BigQuery is an awesome piece of kit, and over the past decade or so has grown to become quite possibly the best Data Warehouse on the market today. Felipe Hoffa, GCP Developer Advocate (and BigQuery magician) gave attendees a whistle-stop tour of some of the best new features available to BigQuery users, some of which are likely to be game-changing.


Machine Learning in BigQuery

My favourite new feature in BigQuery is the ability to directly create and execute models on data directly, using standard SQL queries. Creating models is as simple as using a CREATE MODEL statement, which will then be trained on data provided by a standard SELECT statement. Models can be selected or built from scratch, or even imported from elsewhere—including from external libraries in JavaScript or Python. If you’re a TensorFlow user you can also import your TF Models directly and train them on terabytes of data, and all of these features are available on the fly, in-browser.

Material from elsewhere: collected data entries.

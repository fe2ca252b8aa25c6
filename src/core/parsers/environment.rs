//! Parsers for `show environment temperature|power-supply|fan`, plus the
//! status and enum normalizations applied when turning the records into
//! metric values.
//!
//! Sample output handled (ArubaOS-CX rendering, also used for ArubaOS-Switch):
//!
//! ```text
//! Temperature information
//! ------------------------------------------------------------------------------
//!                                                     Current
//! Mbr/Slot-Sensor                 Module Type      temperature  Status
//! ------------------------------------------------------------------------------
//! 1/1-PHY-01-04                   line-card-module  37.50 C     normal
//! ```

use once_cell::sync::Lazy;
use regex::Regex;
use serde::Serialize;

use super::{candidate_lines, capture, decimal_field, find, FieldParseError, ParseError, ParseReport};

/// One temperature sensor.
#[derive(Debug, Clone, PartialEq, Serialize)]
pub struct TemperatureRecord {
    /// Member/slot plus sensor name, e.g. `1/1-Inlet-Air`. Unique per device.
    pub slot_sensor: String,
    /// Module the sensor sits on, e.g. `line-card-module`.
    pub module_type: String,
    /// Degrees Celsius. Negative readings are kept as printed.
    pub temperature: f64,
    /// Sensor state as printed; only `normal` counts as healthy.
    pub status: String,
}

/// One power supply bay.
#[derive(Debug, Clone, PartialEq, Eq, Serialize)]
pub struct PowerSupplyRecord {
    /// Member/bay, e.g. `1/2`.
    pub slot: String,
    /// PSU state as printed (`OK`, `Absent`, `Fault`, ...).
    pub status: String,
    /// Product number of the installed unit, e.g. `JL086A`.
    pub product_number: String,
    /// Serial number, `N/A` when the row does not print one.
    pub serial_number: String,
}

/// One fan.
#[derive(Debug, Clone, PartialEq, Serialize)]
pub struct FanRecord {
    /// Member/fan position, e.g. `1/3`.
    pub slot: String,
    /// Speed class: `slow`, `normal`, `fast` or `max`.
    pub speed: String,
    /// Airflow direction such as `front-to-back`; empty when not printed.
    pub direction: String,
    /// Fan state as printed; only `ok` counts as healthy.
    pub status: String,
    /// Measured revolutions per minute.
    pub rpm: f64,
}

// ============================================================================
// NORMALIZATION
// ============================================================================

/// `"normal"` is healthy, anything else is not.
pub fn temperature_status_value(status: &str) -> f64 {
    if status == "normal" {
        1.0
    } else {
        0.0
    }
}

/// Only an exact, upper-case `"OK"` is healthy.
pub fn power_supply_status_value(status: &str) -> f64 {
    if status == "OK" {
        1.0
    } else {
        0.0
    }
}

pub fn fan_status_value(status: &str) -> f64 {
    if status == "ok" {
        1.0
    } else {
        0.0
    }
}

/// `front-to-back` is 0, every other direction is 1.
pub fn fan_direction_value(direction: &str) -> f64 {
    if direction == "front-to-back" {
        0.0
    } else {
        1.0
    }
}

/// `slow` is 0, every other speed is 1.
pub fn fan_speed_value(speed: &str) -> f64 {
    if speed == "slow" {
        0.0
    } else {
        1.0
    }
}

// ============================================================================
// TEMPERATURE
// ============================================================================

const TEMPERATURE_NOISE: &[&str] = &["Temperature", "Slot", "-----", "show", "#", "Current"];

static SENSOR_RE: Lazy<Regex> = Lazy::new(|| Regex::new(r"^\S+").expect("valid regex"));
static MODULE_TYPE_RE: Lazy<Regex> =
    Lazy::new(|| Regex::new(r"\s{2,}([a-zA-Z-]+)\s{2,}").expect("valid regex"));
static TEMPERATURE_RE: Lazy<Regex> =
    Lazy::new(|| Regex::new(r"-?\d+\.\d{2}\sC").expect("valid regex"));
static TRAILING_WORD_RE: Lazy<Regex> =
    Lazy::new(|| Regex::new(r"\s{2,}(\w+)$").expect("valid regex"));

/// Parses `show environment temperature`.
pub fn parse_temperature(output: &str) -> Result<ParseReport<TemperatureRecord>, ParseError> {
    let mut report = ParseReport::new();
    for (line_no, line) in candidate_lines(output, TEMPERATURE_NOISE) {
        report.push_line(temperature_line(line_no, line));
    }
    Ok(report)
}

fn temperature_line(
    line_no: usize,
    line: &str,
) -> Result<(String, TemperatureRecord), FieldParseError> {
    let slot_sensor = find(&SENSOR_RE, line_no, line, "slot_sensor")?;
    let module_type = capture(&MODULE_TYPE_RE, line_no, line, "module_type")?;
    let temperature = find(&TEMPERATURE_RE, line_no, line, "temperature")?;
    let status = capture(&TRAILING_WORD_RE, line_no, line, "status")?;
    let temperature = decimal_field(temperature, line_no, line, "temperature")?;

    Ok((
        slot_sensor.to_string(),
        TemperatureRecord {
            slot_sensor: slot_sensor.to_string(),
            module_type: module_type.to_string(),
            temperature,
            status: status.to_string(),
        },
    ))
}

// ============================================================================
// POWER SUPPLY
// ============================================================================

const POWER_NOISE: &[&str] = &["-----", "PSU", "Status", "show", "#"];

/// Column contract: slot, product number, serial number (may be missing),
/// status. A serial is `N/A` or carries at least one digit, so a purely
/// alphabetic third column is read as the status of a serial-less row.
static POWER_ROW_RE: Lazy<Regex> = Lazy::new(|| {
    Regex::new(
        r"^\s*(?P<slot>\d+/\d+)\s+(?P<product>[\w-]+|N/A)\s+(?:(?P<serial>N/A|[\w-]*\d[\w-]*)\s+)?(?P<status>[A-Za-z][A-Za-z-]*)(?:\s|$)",
    )
    .expect("valid regex")
});

/// Parses `show environment power-supply`.
pub fn parse_power_supply(output: &str) -> Result<ParseReport<PowerSupplyRecord>, ParseError> {
    let mut report = ParseReport::new();
    for (line_no, line) in candidate_lines(output, POWER_NOISE) {
        report.push_line(power_supply_line(line_no, line));
    }
    Ok(report)
}

fn power_supply_line(
    line_no: usize,
    line: &str,
) -> Result<(String, PowerSupplyRecord), FieldParseError> {
    let caps = POWER_ROW_RE.captures(line).ok_or_else(|| {
        FieldParseError::new(line_no, line, "slot", "expected '<mbr>/<slot> <product> [serial] <status>'")
    })?;
    let group = |name: &'static str| {
        caps.name(name)
            .map(|m| m.as_str().to_string())
            .ok_or_else(|| FieldParseError::new(line_no, line, name, "column missing"))
    };
    let slot = group("slot")?;
    let product_number = group("product")?;
    let status = group("status")?;
    let serial_number = caps
        .name("serial")
        .map(|m| m.as_str().to_string())
        .unwrap_or_else(|| "N/A".to_string());

    Ok((
        slot.clone(),
        PowerSupplyRecord {
            slot,
            status,
            product_number,
            serial_number,
        },
    ))
}

// ============================================================================
// FAN
// ============================================================================

const FAN_NOISE: &[&str] = &["-----", "Name", "Status", "show", "#"];

/// The fan table: everything after the dashed rule that follows the
/// `Fan information` header, up to the next blank line or end of input.
static FAN_SECTION_RE: Lazy<Regex> = Lazy::new(|| {
    Regex::new(r"(?s)Fan information[^\n]*\n-{10,}[ \t]*\r?\n(.*?)(?:\r?\n[ \t]*\r?\n|\z)")
        .expect("valid regex")
});
static FAN_SPEED_RE: Lazy<Regex> =
    Lazy::new(|| Regex::new(r"\s+(slow|fast|normal|max)\s+").expect("valid regex"));
static FAN_DIRECTION_RE: Lazy<Regex> =
    Lazy::new(|| Regex::new(r"\w+-to-\w+").expect("valid regex"));
static FAN_STATUS_RE: Lazy<Regex> =
    Lazy::new(|| Regex::new(r"\s+(ok|fail|fault|empty)\s+").expect("valid regex"));
static FAN_RPM_RE: Lazy<Regex> = Lazy::new(|| Regex::new(r"\s+(\d+)\s*$").expect("valid regex"));

pub const FAN_SECTION: &str = "Fan information";

/// Parses `show environment fan`. Fails with `SectionNotFound` when the
/// `Fan information` table is absent instead of guessing at unrelated text.
pub fn parse_fan(output: &str) -> Result<ParseReport<FanRecord>, ParseError> {
    let table = FAN_SECTION_RE
        .captures(output)
        .and_then(|caps| caps.get(1))
        .ok_or(ParseError::SectionNotFound {
            section: FAN_SECTION,
        })?;

    // Line numbers are reported relative to the whole output.
    let offset = output[..table.start()].lines().count();

    let mut report = ParseReport::new();
    for (line_no, line) in candidate_lines(table.as_str(), FAN_NOISE) {
        report.push_line(fan_line(line_no + offset, line));
    }
    Ok(report)
}

fn fan_line(line_no: usize, line: &str) -> Result<(String, FanRecord), FieldParseError> {
    let slot = find(&SENSOR_RE, line_no, line, "fan_slot")?;
    let speed = capture(&FAN_SPEED_RE, line_no, line, "speed")?;
    let status = capture(&FAN_STATUS_RE, line_no, line, "status")?;
    let rpm = capture(&FAN_RPM_RE, line_no, line, "rpm")?;
    let direction = FAN_DIRECTION_RE
        .find(line)
        .map(|m| m.as_str())
        .unwrap_or_default();
    let rpm = decimal_field(rpm, line_no, line, "rpm")?;

    Ok((
        slot.to_string(),
        FanRecord {
            slot: slot.to_string(),
            speed: speed.to_string(),
            direction: direction.to_string(),
            status: status.to_string(),
            rpm,
        },
    ))
}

What does that mean in layman’s terms? If you wanted to run a linear regression model, from start to finish, on a dataset that contains as much information as the entire US Library of Congress (OK, less with compression), on the runway before your flight takes off, you now can.


GIS in BigQuery

Geospatial Information Systems, or GIS, were born from a need to store, sort and analyse location data at scale. Location is hugely common in Data Warehouses, and building GIS into BigQuery means that this information can be analysed and visualised, again, all with standard SQL. This has a wealth of benefits for a huge range of industries, logistics tracking, campaign monitoring and store management to name only three.

Felipe took us through a slightly more accessible use case—his travel data for the past few years. While we watched, he sorted the data and presented his travels on a global map, highlighting each city he had visited, before going on to show further details of the new GIS features by selecting a secondary weather dataset and pulling the hottest and coldest locations he’d been to.

A fluffier use case, perhaps, but given the talk was under half an hour, it was particularly impressive to see how quickly these features could be used.


Clusters in BigQuery

Another new feature within BigQuery is the ability to create clustered tables with standard SQL. These features enable developers to group data based on specific columns, such as by time or location, with Felipe using these features as part of the analysis of his travel data.

These new features offer considerable speed improvements when working on clustered data, but perhaps more importantly, clustering large datasets drastically reduces the amount of data BigQuery needs to process, which can reduce monthly data costs significantly.

For data teams, the level of flexibility and speed offered by all of these new features mean that more time can be spent interpreting data and outputs, and less spent importing, exporting, installing and training. Thanks to support for REST APIs, Jupyter and CLI, everything can be quite trivially integrated within existing workflows without a lengthy migration process.


Conversational Interfaces with Google Dialogflow

Google Developer Expert, Martin Hawksey, gave possibly my favourite keynote of the day, showcasing custom-built conversational interfaces for use with GSuite applications. He also won the award for cheesy (and insightful) quote of the day, “voice is the future of a frictionless world”.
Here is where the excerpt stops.